- **Prompt**:
Please return every line of the records that contains the word "EngineConfig".

- **Supplied material**:
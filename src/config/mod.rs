//! # Run Engine Configuration
//!
//! Configuration tree for the engine. Every section has a `Default` so an
//! embedded engine can start from `EngineConfig::default()`; deployed
//! processes load it through [`ConfigManager`], which layers a TOML file, an
//! environment-specific override file and `RUN_ENGINE__*` environment
//! variables.
//!
//! ```rust,no_run
//! use run_engine::config::ConfigManager;
//!
//! # fn main() -> Result<(), Box<dyn std::error::Error>> {
//! let manager = ConfigManager::load()?;
//! let threshold = manager.config().retry.warm_start_threshold_ms;
//! # Ok(())
//! # }
//! ```

pub mod loader;

use crate::constants::{
    DEFAULT_ENVIRONMENT_CONCURRENCY, DEFAULT_RETRY_WARM_START_THRESHOLD_MS,
    DEFAULT_RUN_LOCK_TIMEOUT_MS, MAX_TASK_RUN_ATTEMPTS,
};
use crate::error::{EngineError, EngineResult};
use crate::models::MachinePreset;
use crate::retry::RetryOptions;
use serde::{Deserialize, Serialize};
use std::collections::HashMap;
use std::time::Duration;

pub use loader::ConfigManager;

/// Root configuration structure mirroring config/run-engine.toml
#[derive(Debug, Clone, Default, Deserialize, Serialize)]
#[serde(default)]
pub struct EngineConfig {
    /// Run queue keying and concurrency defaults
    pub queue: RunQueueConfig,

    /// Per-run distributed lock settings
    pub run_lock: RunLockConfig,

    /// Retry policy applied by the engine
    pub retry: RetryConfig,

    /// Heartbeat timeouts per execution status
    pub heartbeat: HeartbeatConfig,

    /// Machine presets available to runs
    pub machines: MachinesConfig,

    /// Scheduled job worker
    pub worker: WorkerConfig,

    /// Batch fan-in policy
    pub batch: BatchConfig,

    /// Trigger debouncing
    pub debounce: DebounceConfig,

    /// Concurrency release while runs are blocked on waitpoints
    pub release_concurrency: ReleaseConcurrencyConfig,

    /// PostgreSQL persistence
    pub database: DatabaseConfig,

    /// Event bus
    pub events: EventsConfig,
}

#[derive(Debug, Clone, Deserialize, Serialize)]
#[serde(default)]
pub struct RunQueueConfig {
    /// Environment concurrency used when no explicit limit was stored
    pub default_env_concurrency: u32,
    /// Prefix prepended to every key the queue writes
    pub key_prefix: String,
    /// How many master-queue entries a dequeue considers at once
    pub candidate_limit: usize,
    /// Nacks allowed before a message is dead-lettered
    pub max_nack_attempts: u32,
    /// Redis connection string when the Redis backend is enabled
    pub redis_url: Option<String>,
}

impl Default for RunQueueConfig {
    fn default() -> Self {
        Self {
            default_env_concurrency: DEFAULT_ENVIRONMENT_CONCURRENCY,
            key_prefix: "runqueue:".to_string(),
            candidate_limit: 24,
            max_nack_attempts: 50,
            redis_url: None,
        }
    }
}

#[derive(Debug, Clone, Deserialize, Serialize)]
#[serde(default)]
pub struct RunLockConfig {
    pub timeout_ms: u64,
    /// Expiry of a Redis lock key; extended while the holder is alive
    pub lock_ttl_ms: u64,
    pub retry_delay_ms: u64,
    pub redis_url: Option<String>,
}

impl Default for RunLockConfig {
    fn default() -> Self {
        Self {
            timeout_ms: DEFAULT_RUN_LOCK_TIMEOUT_MS,
            lock_ttl_ms: 10_000,
            retry_delay_ms: 25,
            redis_url: None,
        }
    }
}

impl RunLockConfig {
    pub fn timeout(&self) -> Duration {
        Duration::from_millis(self.timeout_ms)
    }
}

#[derive(Debug, Clone, Deserialize, Serialize)]
#[serde(default)]
pub struct RetryConfig {
    /// Retries with a delay above this are nacked back into the queue
    pub warm_start_threshold_ms: u64,
    /// Policy used for engine-detected failures (stalls, heartbeats)
    pub default_options: RetryOptions,
}

impl Default for RetryConfig {
    fn default() -> Self {
        Self {
            warm_start_threshold_ms: DEFAULT_RETRY_WARM_START_THRESHOLD_MS,
            default_options: RetryOptions::default(),
        }
    }
}

#[derive(Debug, Clone, Deserialize, Serialize)]
#[serde(default)]
pub struct HeartbeatConfig {
    pub pending_executing_ms: u64,
    pub executing_ms: u64,
    pub executing_with_waitpoints_ms: u64,
    pub pending_cancel_ms: u64,
}

impl Default for HeartbeatConfig {
    fn default() -> Self {
        Self {
            pending_executing_ms: 60_000,
            executing_ms: 60_000,
            executing_with_waitpoints_ms: 60_000,
            pending_cancel_ms: 60_000,
        }
    }
}

#[derive(Debug, Clone, Deserialize, Serialize)]
#[serde(default)]
pub struct MachinesConfig {
    pub default_machine: String,
    pub presets: HashMap<String, MachinePreset>,
}

impl Default for MachinesConfig {
    fn default() -> Self {
        let presets = [
            MachinePreset::new("micro", 0.25, 0.25, 0.000_008_5),
            MachinePreset::new("small-1x", 0.5, 0.5, 0.000_017),
            MachinePreset::new("small-2x", 1.0, 1.0, 0.000_034),
            MachinePreset::new("medium-1x", 1.0, 2.0, 0.000_068),
            MachinePreset::new("medium-2x", 2.0, 4.0, 0.000_136),
            MachinePreset::new("large-1x", 4.0, 8.0, 0.000_272),
            MachinePreset::new("large-2x", 8.0, 16.0, 0.000_544),
        ]
        .into_iter()
        .map(|preset| (preset.name.clone(), preset))
        .collect();

        Self {
            default_machine: "small-1x".to_string(),
            presets,
        }
    }
}

impl MachinesConfig {
    /// Resolve a preset by name, falling back to the default machine.
    pub fn resolve(&self, name: Option<&str>) -> MachinePreset {
        name.and_then(|n| self.presets.get(n))
            .or_else(|| self.presets.get(&self.default_machine))
            .cloned()
            .unwrap_or_else(|| MachinePreset::new(&self.default_machine, 0.5, 0.5, 0.0))
    }
}

#[derive(Debug, Clone, Deserialize, Serialize)]
#[serde(default)]
pub struct WorkerConfig {
    pub enabled: bool,
    pub poll_interval_ms: u64,
    pub concurrency: usize,
    pub batch_size: usize,
    pub max_job_attempts: u32,
}

impl Default for WorkerConfig {
    fn default() -> Self {
        Self {
            enabled: true,
            poll_interval_ms: 100,
            concurrency: 10,
            batch_size: 25,
            max_job_attempts: 10,
        }
    }
}

impl WorkerConfig {
    pub fn poll_interval(&self) -> Duration {
        Duration::from_millis(self.poll_interval_ms)
    }
}

/// What happens to a batch in which no item produced a run
#[derive(Debug, Clone, Copy, PartialEq, Eq, Default, Deserialize, Serialize)]
#[serde(rename_all = "snake_case")]
pub enum BatchZeroSuccessPolicy {
    /// Mark the batch ABORTED and resume the parent with an error
    #[default]
    Abort,
    /// Mark the batch COMPLETED with an empty result set
    Complete,
}

#[derive(Debug, Clone, Default, Deserialize, Serialize)]
#[serde(default)]
pub struct BatchConfig {
    pub zero_success_policy: BatchZeroSuccessPolicy,
}

#[derive(Debug, Clone, Deserialize, Serialize)]
#[serde(default)]
pub struct DebounceConfig {
    /// Longest a debounced run may keep being pushed back after creation
    pub max_window_ms: u64,
}

impl Default for DebounceConfig {
    fn default() -> Self {
        Self {
            max_window_ms: 60 * 60 * 1000,
        }
    }
}

#[derive(Debug, Clone, Deserialize, Serialize)]
#[serde(default)]
pub struct ReleaseConcurrencyConfig {
    pub release_env_on_waitpoint: bool,
    pub release_queue_on_waitpoint: bool,
}

impl Default for ReleaseConcurrencyConfig {
    fn default() -> Self {
        Self {
            release_env_on_waitpoint: true,
            release_queue_on_waitpoint: false,
        }
    }
}

#[derive(Debug, Clone, Deserialize, Serialize)]
#[serde(default)]
pub struct DatabaseConfig {
    pub url: Option<String>,
    pub max_connections: u32,
    pub acquire_timeout_seconds: u64,
}

impl Default for DatabaseConfig {
    fn default() -> Self {
        Self {
            url: None,
            max_connections: 10,
            acquire_timeout_seconds: 10,
        }
    }
}

impl DatabaseConfig {
    /// Explicit URL, else `DATABASE_URL`.
    pub fn database_url(&self) -> Option<String> {
        self.url
            .clone()
            .filter(|url| !url.is_empty())
            .or_else(|| std::env::var("DATABASE_URL").ok())
    }
}

#[derive(Debug, Clone, Deserialize, Serialize)]
#[serde(default)]
pub struct EventsConfig {
    pub channel_capacity: usize,
}

impl Default for EventsConfig {
    fn default() -> Self {
        Self {
            channel_capacity: 1000,
        }
    }
}

impl EngineConfig {
    /// Reject configurations the engine cannot run with.
    pub fn validate(&self) -> EngineResult<()> {
        if self.queue.default_env_concurrency == 0 {
            return Err(EngineError::Configuration(
                "queue.default_env_concurrency must be greater than zero".to_string(),
            ));
        }
        if self.queue.candidate_limit == 0 {
            return Err(EngineError::Configuration(
                "queue.candidate_limit must be greater than zero".to_string(),
            ));
        }
        if self.run_lock.timeout_ms == 0 {
            return Err(EngineError::Configuration(
                "run_lock.timeout_ms must be greater than zero".to_string(),
            ));
        }
        if self.run_lock.lock_ttl_ms < self.run_lock.retry_delay_ms {
            return Err(EngineError::Configuration(
                "run_lock.lock_ttl_ms must be at least run_lock.retry_delay_ms".to_string(),
            ));
        }
        if self.retry.default_options.max_attempts > MAX_TASK_RUN_ATTEMPTS {
            return Err(EngineError::Configuration(format!(
                "retry.default_options.max_attempts cannot exceed {MAX_TASK_RUN_ATTEMPTS}"
            )));
        }
        if !self.machines.presets.contains_key(&self.machines.default_machine) {
            return Err(EngineError::Configuration(format!(
                "machines.default_machine '{}' has no preset",
                self.machines.default_machine
            )));
        }
        if self.worker.concurrency == 0 || self.worker.batch_size == 0 {
            return Err(EngineError::Configuration(
                "worker.concurrency and worker.batch_size must be greater than zero".to_string(),
            ));
        }
        if self.events.channel_capacity == 0 {
            return Err(EngineError::Configuration(
                "events.channel_capacity must be greater than zero".to_string(),
            ));
        }
        Ok(())
    }
}

#[cfg(test)]
mod tests {
    use super::*;

    #[test]
    fn test_default_config_is_valid() {
        let config = EngineConfig::default();
        assert!(config.validate().is_ok());
        assert_eq!(config.retry.warm_start_threshold_ms, 30_000);
        assert_eq!(config.batch.zero_success_policy, BatchZeroSuccessPolicy::Abort);
    }

    #[test]
    fn test_unknown_default_machine_rejected() {
        let mut config = EngineConfig::default();
        config.machines.default_machine = "gigantic".to_string();
        assert!(matches!(
            config.validate(),
            Err(EngineError::Configuration(_))
        ));
    }

    #[test]
    fn test_machine_resolution_falls_back_to_default() {
        let machines = MachinesConfig::default();
        assert_eq!(machines.resolve(Some("large-1x")).name, "large-1x");
        assert_eq!(machines.resolve(Some("nope")).name, "small-1x");
        assert_eq!(machines.resolve(None).name, "small-1x");
    }
}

- **The answer**:
//! embedded engine can start from `EngineConfig::default()`; deployed
pub struct EngineConfig {
impl EngineConfig {
        let config = EngineConfig::default();
        let mut config = EngineConfig::default();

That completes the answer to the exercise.